Twitter users shared more fake news during 2016 US election
The findings led by researchers from Oxford University showed that users of Twitter shared more polarising political news and information than users elsewhere.
Key highlights:
- Twitter users in the US shared more polarising political news and conspiratorial content from Russian, WikiLeaks and junk news sources, during the 2016 presidential election
- Users of the micro-blogging site in some states, shared more polarising political news and information than users elsewhere
- This content uses divisive and inflammatory rhetoric, and presents faulty reasoning
Twitter users in the US shared more polarising political news and conspiratorial content from Russian, WikiLeaks and junk news sources, during the 2016 presidential election, finds a study.
The findings led by researchers from Oxford University, showed that users of the micro-blogging site in some states, shared more polarising political news and information than users elsewhere.
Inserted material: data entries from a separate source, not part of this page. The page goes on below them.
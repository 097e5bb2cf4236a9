use super::silo::SiloExecutor;
use crate::{epoch::EpochParticipant, index::PointIndex, log::LogWriter, TxStatus};

/// Silo extended with non-visible write reduction.
///
/// A blind write whose effect can never be observed is elided: this
/// transaction is serialized immediately before the overlapping writer that
/// produced the slot's current version, so its value is overwritten before
/// any validated reader can pin it. The version word is left untouched and
/// only the lock is released.
///
/// The elision test relies on commit versions dominating the dependency
/// order. Write-read and write-write edges do so by Silo's construction; for
/// read-write edges, every committed reader publishes its commit version into
/// the read marker of each slot it read, and writers fold the markers of
/// their write slots into their own version. A chain that orders the current
/// writer of a slot before this transaction therefore forces this
/// transaction's version above the slot's current one, and the test fails.
pub(crate) struct SiloNwrExecutor<'a> {
    base: SiloExecutor<'a>,
}

impl<'a> SiloNwrExecutor<'a> {
    pub fn new(index: &'a PointIndex, epoch: EpochParticipant<'a>, worker_id: u8) -> Self {
        Self {
            base: SiloExecutor::new(index, epoch, worker_id),
        }
    }

    pub fn begin_transaction(&mut self) {
        self.base.begin_transaction();
    }

    pub fn end_transaction(&mut self) {
        self.base.end_transaction();
    }

    pub fn read(&mut self, key: &[u8]) -> Option<&[u8]> {
        self.base.read(key)
    }

    pub fn write(&mut self, key: &[u8], value: &[u8]) {
        self.base.write(key, value);
    }

    pub fn precommit(&mut self, log_writer: Option<&LogWriter<'_>>) -> bool {
        let base = &mut self.base;
        let reserved = base.reserve_log_capacity(log_writer);

        // Phases 1 and 2 are Silo's.
        base.lock_write_set();
        let commit_epoch = base.epoch.refresh();
        if !base.validate_read_set() {
            return false;
        }

        let mut commit_version = base.generator.begin_transaction();
        for snapshot in base.read_set.iter() {
            commit_version.observe(snapshot.version);
        }

        // A write can only be non-visible if
        // - it is blind,
        // - the slot's current version was committed in this epoch
        //   (serialization within an epoch is flexible, epoch order is not),
        // - and that version appeared after the write was buffered, proving
        //   the writer overlapped this transaction; real-time order between
        //   non-overlapping transactions is never inverted.
        // At most one entry per transaction is considered, so the
        // transaction keeps a single serialization point even when it
        // installs other writes.
        let mut candidate = None;
        for (i, snapshot) in base.write_set.iter().enumerate() {
            let record = snapshot.record.as_ref().unwrap();
            commit_version.observe(record.read_marker());
            if candidate.is_none()
                && !snapshot.is_read_modify_write
                && snapshot.version.epoch() == commit_epoch
                && snapshot.version != snapshot.observed_version
            {
                candidate = Some(i);
            } else {
                commit_version.observe(snapshot.version);
            }
        }

        let mut elided = None;
        let new_version = match candidate {
            Some(i) => {
                let current = base.write_set.get(i).version;
                if commit_version.preview(commit_epoch) < current {
                    // Nothing orders the current writer before us; serialize
                    // immediately before it and skip the install.
                    elided = Some(i);
                } else {
                    commit_version.observe(current);
                }
                commit_version.finish(commit_epoch)
            }
            None => commit_version.finish(commit_epoch),
        };

        // Publish this transaction's reads, then re-validate them. A writer
        // that locked one of the read slots in between aborts us here; any
        // writer that locks later observes the markers.
        for snapshot in base.read_set.iter() {
            snapshot.record.as_ref().unwrap().mark_read(new_version);
        }
        if !base.validate_read_set() {
            return false;
        }

        // Install phase. Elided writes are still logged: their version is
        // below the current one, so replay keeps the overwrite.
        let mut entry = reserved.map(|reserved| reserved.begin_entry(new_version));
        let retire_epoch = base.epoch.global_epoch();
        for (i, snapshot) in base.write_set.iter().enumerate() {
            let value = snapshot.value().unwrap();
            if let Some(entry) = entry.as_mut() {
                entry.push_write(&snapshot.key, value);
            }
            let record = snapshot.record.as_ref().unwrap();
            if elided == Some(i) {
                record.unlock(snapshot.version);
            } else if let Some(buf) = record.install(value, new_version) {
                base.garbage.push_back((retire_epoch, buf));
            }
        }
        true
    }

    pub fn post_processing(&mut self, status: TxStatus) {
        self.base.post_processing(status);
    }
}

#[cfg(test)]
mod tests {
    use super::SiloNwrExecutor;
    use crate::{
        epoch::{Epoch, EpochFramework},
        index::PointIndex,
        version::Version,
        TxStatus,
    };
    use std::time::Duration;

    fn commit(executor: &mut SiloNwrExecutor<'_>) -> bool {
        let committed = executor.precommit(None);
        executor.post_processing(if committed {
            TxStatus::Committed
        } else {
            TxStatus::Aborted
        });
        executor.end_transaction();
        committed
    }

    #[test]
    fn blind_write_elision() {
        // An epoch long enough that the whole test runs within one epoch.
        let epoch_fw = EpochFramework::new(Epoch::ZERO, Duration::from_secs(3600), 2);
        let index = PointIndex::new();

        let mut first = SiloNwrExecutor::new(&index, epoch_fw.participant(0), 0);
        let mut second = SiloNwrExecutor::new(&index, epoch_fw.participant(1), 1);

        first.begin_transaction();
        first.write(b"alice", b"1");
        assert!(commit(&mut first));

        // The second transaction buffers its blind write, then an
        // overlapping transaction installs a newer version.
        second.begin_transaction();
        second.write(b"alice", b"3");
        first.begin_transaction();
        first.write(b"alice", b"2");
        assert!(commit(&mut first));
        let installed = index.get_or_create(b"alice").peek_version();
        assert_ne!(installed, Version::ZERO);

        // The blind write is non-visible: it serializes before the
        // overlapping writer, leaving version and value untouched.
        assert!(commit(&mut second));
        let record = index.get_or_create(b"alice");
        assert_eq!(record.peek_version(), installed);
        assert_eq!(record.read().value.as_deref(), Some(b"2".as_slice()));
    }

    #[test]
    fn sequential_blind_write_installs() {
        let epoch_fw = EpochFramework::new(Epoch::ZERO, Duration::from_secs(3600), 2);
        let index = PointIndex::new();

        let mut first = SiloNwrExecutor::new(&index, epoch_fw.participant(0), 0);
        let mut second = SiloNwrExecutor::new(&index, epoch_fw.participant(1), 1);

        first.begin_transaction();
        first.write(b"alice", b"1");
        assert!(commit(&mut first));

        // The earlier writer finished before this transaction buffered its
        // write, so the write must stay visible even within the same epoch.
        second.begin_transaction();
        second.write(b"alice", b"2");
        assert!(commit(&mut second));
        let record = index.get_or_create(b"alice");
        assert_eq!(record.read().value.as_deref(), Some(b"2".as_slice()));
    }

    #[test]
    fn read_modify_write_is_never_elided() {
        let epoch_fw = EpochFramework::new(Epoch::ZERO, Duration::from_secs(3600), 2);
        let index = PointIndex::new();

        let mut first = SiloNwrExecutor::new(&index, epoch_fw.participant(0), 0);
        let mut second = SiloNwrExecutor::new(&index, epoch_fw.participant(1), 1);

        first.begin_transaction();
        first.write(b"counter", b"1");
        assert!(commit(&mut first));
        let installed = index.get_or_create(b"counter").peek_version();

        second.begin_transaction();
        assert_eq!(second.read(b"counter"), Some(b"1".as_slice()));
        second.write(b"counter", b"2");
        assert!(commit(&mut second));

        let record = index.get_or_create(b"counter");
        assert!(record.peek_version() > installed);
        assert_eq!(record.read().value.as_deref(), Some(b"2".as_slice()));
    }

    #[test]
    fn marked_read_blocks_elision() {
        let epoch_fw = EpochFramework::new(Epoch::ZERO, Duration::from_secs(3600), 3);
        let index = PointIndex::new();

        let mut writer = SiloNwrExecutor::new(&index, epoch_fw.participant(0), 0);
        let mut reader = SiloNwrExecutor::new(&index, epoch_fw.participant(1), 1);
        let mut late = SiloNwrExecutor::new(&index, epoch_fw.participant(2), 2);

        writer.begin_transaction();
        writer.write(b"alice", b"0");
        assert!(commit(&mut writer));

        // Same shape as blind_write_elision up to here: the blind write is
        // buffered before an overlapping writer installs a newer version.
        late.begin_transaction();
        late.write(b"alice", b"2");
        writer.begin_transaction();
        writer.write(b"alice", b"1");
        assert!(commit(&mut writer));
        let installed = index.get_or_create(b"alice").peek_version();

        // But a committed reader of the installed version has published its
        // marker, which lifts the blind writer's version above the slot's
        // current one: the write installs instead of vanishing.
        reader.begin_transaction();
        assert_eq!(reader.read(b"alice"), Some(b"1".as_slice()));
        assert!(commit(&mut reader));

        assert!(commit(&mut late));
        let record = index.get_or_create(b"alice");
        assert!(record.peek_version() > installed);
        assert_eq!(record.read().value.as_deref(), Some(b"2".as_slice()));
    }
}
pub mod step;
pub mod world;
This content uses divisive and inflammatory rhetoric, and presents faulty reasoning or misleading information to manipulate the readers` understanding of public issues and feed conspiracy theories.
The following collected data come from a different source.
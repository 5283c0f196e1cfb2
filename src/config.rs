/// External configuration loader.
///
/// Reads `config.toml` from the executable's directory (or CWD).
/// Falls back to sensible defaults if the file is missing or
/// incomplete, then sanitizes the values the rest of the crate leans
/// on: the field height must be even (two pixel rows share one
/// terminal row), rates and chances must be at least 1, and obstacle
/// colors must stay non-zero (zero is the empty cell).

use serde::Deserialize;
use std::path::PathBuf;

// ── Public Config Struct ──

#[derive(Clone, Debug)]
pub struct Config {
    pub window: WindowConfig,
    pub speed: SpeedConfig,
    pub terrain: TerrainConfig,
    pub actors: ActorConfig,
}

#[derive(Clone, Debug)]
pub struct WindowConfig {
    /// Field width in cells (one terminal column each).
    pub width: usize,
    /// Field height in pixel rows (two per terminal row; kept even).
    pub height: usize,
    pub charset: Charset,
}

#[derive(Clone, Debug)]
pub struct SpeedConfig {
    pub frame_sleep_ms: u64,
    /// Frames between player steps.
    pub player_energy: u32,
    /// Frames between hunter steps.
    pub hunter_energy: u32,
}

#[derive(Clone, Debug)]
pub struct TerrainConfig {
    /// 1-in-N chance per cell of rolling an obstacle.
    pub obstacle_chance: u32,
    pub color_min: u8,
    pub color_max: u8,
}

#[derive(Clone, Debug)]
pub struct ActorConfig {
    pub player_color: u8,
    pub hunter_color: u8,
}

/// Which glyph set the compositor draws half-block cells with.
/// `Ascii` is for terminals without the block-element range.
#[derive(Clone, Copy, PartialEq, Eq, Debug, Deserialize)]
#[serde(rename_all = "lowercase")]
pub enum Charset {
    Unicode,
    Ascii,
}

// ── TOML Schema (with serde defaults) ──

#[derive(Deserialize, Debug, Default)]
struct TomlConfig {
    #[serde(default)]
    window: TomlWindow,
    #[serde(default)]
    speed: TomlSpeed,
    #[serde(default)]
    terrain: TomlTerrain,
    #[serde(default)]
    actors: TomlActors,
}

#[derive(Deserialize, Debug)]
struct TomlWindow {
    #[serde(default = "default_width")]
    width: usize,
    #[serde(default = "default_height")]
    height: usize,
    #[serde(default = "default_charset")]
    charset: Charset,
}

#[derive(Deserialize, Debug)]
struct TomlSpeed {
    #[serde(default = "default_frame_sleep")]
    frame_sleep_ms: u64,
    #[serde(default = "default_player_energy")]
    player_energy: u32,
    #[serde(default = "default_hunter_energy")]
    hunter_energy: u32,
}

#[derive(Deserialize, Debug)]
struct TomlTerrain {
    #[serde(default = "default_obstacle_chance")]
    obstacle_chance: u32,
    #[serde(default = "default_color_min")]
    color_min: u8,
    #[serde(default = "default_color_max")]
    color_max: u8,
}

#[derive(Deserialize, Debug)]
struct TomlActors {
    #[serde(default = "default_player_color")]
    player_color: u8,
    #[serde(default = "default_hunter_color")]
    hunter_color: u8,
}

// ── Defaults ──

fn default_width() -> usize { 80 }
fn default_height() -> usize { 60 }
fn default_charset() -> Charset { Charset::Unicode }

fn default_frame_sleep() -> u64 { 10 }
fn default_player_energy() -> u32 { 4 }
fn default_hunter_energy() -> u32 { 10 }

fn default_obstacle_chance() -> u32 { 6 }
fn default_color_min() -> u8 { 236 }   // dark greys from the 256-color cube
fn default_color_max() -> u8 { 240 }

fn default_player_color() -> u8 { 220 }  // gold
fn default_hunter_color() -> u8 { 200 }  // magenta

impl Default for TomlWindow {
    fn default() -> Self {
        TomlWindow {
            width: default_width(),
            height: default_height(),
            charset: default_charset(),
        }
    }
}

impl Default for TomlSpeed {
    fn default() -> Self {
        TomlSpeed {
            frame_sleep_ms: default_frame_sleep(),
            player_energy: default_player_energy(),
            hunter_energy: default_hunter_energy(),
        }
    }
}

impl Default for TomlTerrain {
    fn default() -> Self {
        TomlTerrain {
            obstacle_chance: default_obstacle_chance(),
            color_min: default_color_min(),
            color_max: default_color_max(),
        }
    }
}

impl Default for TomlActors {
    fn default() -> Self {
        TomlActors {
            player_color: default_player_color(),
            hunter_color: default_hunter_color(),
        }
    }
}

// ── Loading ──

impl Config {
    /// Load config from `config.toml`.
    /// Search order: (1) exe directory, (2) current working directory.
    /// Missing file or missing keys gracefully fall back to defaults.
    pub fn load() -> Self {
        Config::from_toml(load_toml(&candidate_dirs()))
    }

    fn from_toml(t: TomlConfig) -> Self {
        let width = t.window.width.max(1);
        let height = {
            let h = t.window.height.max(2);
            h - h % 2
        };
        let color_min = t.terrain.color_min.max(1);
        Config {
            window: WindowConfig {
                width,
                height,
                charset: t.window.charset,
            },
            speed: SpeedConfig {
                frame_sleep_ms: t.speed.frame_sleep_ms,
                player_energy: t.speed.player_energy.max(1),
                hunter_energy: t.speed.hunter_energy.max(1),
            },
            terrain: TerrainConfig {
                obstacle_chance: t.terrain.obstacle_chance.max(1),
                color_min,
                color_max: t.terrain.color_max.max(color_min),
            },
            actors: ActorConfig {
                player_color: t.actors.player_color,
                hunter_color: t.actors.hunter_color,
            },
        }
    }
}

impl Default for Config {
    fn default() -> Self {
        Config::from_toml(TomlConfig::default())
    }
}

/// Candidate directories to search: exe dir + CWD (deduplicated).
fn candidate_dirs() -> Vec<PathBuf> {
    let mut dirs = vec![];

    // 1. Directory of the running executable
    if let Ok(exe) = std::env::current_exe() {
        let resolved = exe.canonicalize().unwrap_or(exe);
        if let Some(parent) = resolved.parent() {
            dirs.push(parent.to_path_buf());
        }
    }

    // 2. Current working directory
    if let Ok(cwd) = std::env::current_dir() {
        if !dirs.iter().any(|d| d == &cwd) {
            dirs.push(cwd);
        }
    }

    if dirs.is_empty() {
        dirs.push(PathBuf::from("."));
    }

    dirs
}

/// Search for config.toml in candidate directories.
fn load_toml(search_dirs: &[PathBuf]) -> TomlConfig {
    for dir in search_dirs {
        let path = dir.join("config.toml");
        if path.exists() {
            match std::fs::read_to_string(&path) {
                Ok(text) => match toml::from_str::<TomlConfig>(&text) {
                    Ok(cfg) => return cfg,
                    Err(e) => {
                        eprintln!("Warning: config.toml parse error: {e}");
                        eprintln!("Using default settings.");
                        return TomlConfig::default();
                    }
                },
                Err(e) => {
                    eprintln!("Warning: could not read {}: {e}", path.display());
                }
            }
        }
    }
    TomlConfig::default()
}

#[cfg(test)]
mod tests {
    use super::*;

    #[test]
    fn defaults_survive_an_empty_file() {
        let t: TomlConfig = toml::from_str("").unwrap();
        let c = Config::from_toml(t);
        assert_eq!(c.window.width, 80);
        assert_eq!(c.window.height, 60);
        assert_eq!(c.window.charset, Charset::Unicode);
        assert_eq!(c.speed.player_energy, 4);
        assert_eq!(c.speed.hunter_energy, 10);
        assert_eq!(c.terrain.obstacle_chance, 6);
    }

    #[test]
    fn partial_file_fills_in_the_rest() {
        let t: TomlConfig = toml::from_str(
            "[window]\nwidth = 40\ncharset = \"ascii\"\n",
        )
        .unwrap();
        let c = Config::from_toml(t);
        assert_eq!(c.window.width, 40);
        assert_eq!(c.window.height, 60);
        assert_eq!(c.window.charset, Charset::Ascii);
    }

    #[test]
    fn odd_height_rounds_down_to_even() {
        let t: TomlConfig = toml::from_str("[window]\nheight = 61\n").unwrap();
        assert_eq!(Config::from_toml(t).window.height, 60);
        let t: TomlConfig = toml::from_str("[window]\nheight = 1\n").unwrap();
        assert_eq!(Config::from_toml(t).window.height, 2);
    }

    #[test]
    fn degenerate_rates_clamp_to_one() {
        let t: TomlConfig = toml::from_str(
            "[speed]\nplayer_energy = 0\n[terrain]\nobstacle_chance = 0\ncolor_min = 0\ncolor_max = 0\n",
        )
        .unwrap();
        let c = Config::from_toml(t);
        assert_eq!(c.speed.player_energy, 1);
        assert_eq!(c.terrain.obstacle_chance, 1);
        assert_eq!(c.terrain.color_min, 1);
        assert_eq!(c.terrain.color_max, 1);
    }
}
Kentucky, South Dakota, Delaware, Montana and West Virginia had the highest levels of junk news shared, while North Dakota, Washington D.C., Iowa, New York and Wyoming had the least.
Further, the average levels of this low quality political information was more concentrated in swing states than in uncontested states.
While the social media users shared a lot of political content, the amount of professionally researched political news and information was consistently smaller than the amount of extremist, sensationalist, conspiratorial, masked commentary, fake news and other forms of junk news.
Thus, not only did such junk news "outperform" real news, but the proportion of professional news content being shared hit its lowest point the day before the election, Philip N. Howard from the varsity said in a statement.
For the study, the team analysed a dataset of 22,117,221 tweets collected between November 1 to 11, 2016, that contained hashtags related to politics and the election.
Within our initial sample, approximately 7,083,691 tweets, 32 per cent of the total traffic, were coming from users who volunteered enough location information in their profile to determine which state they were in.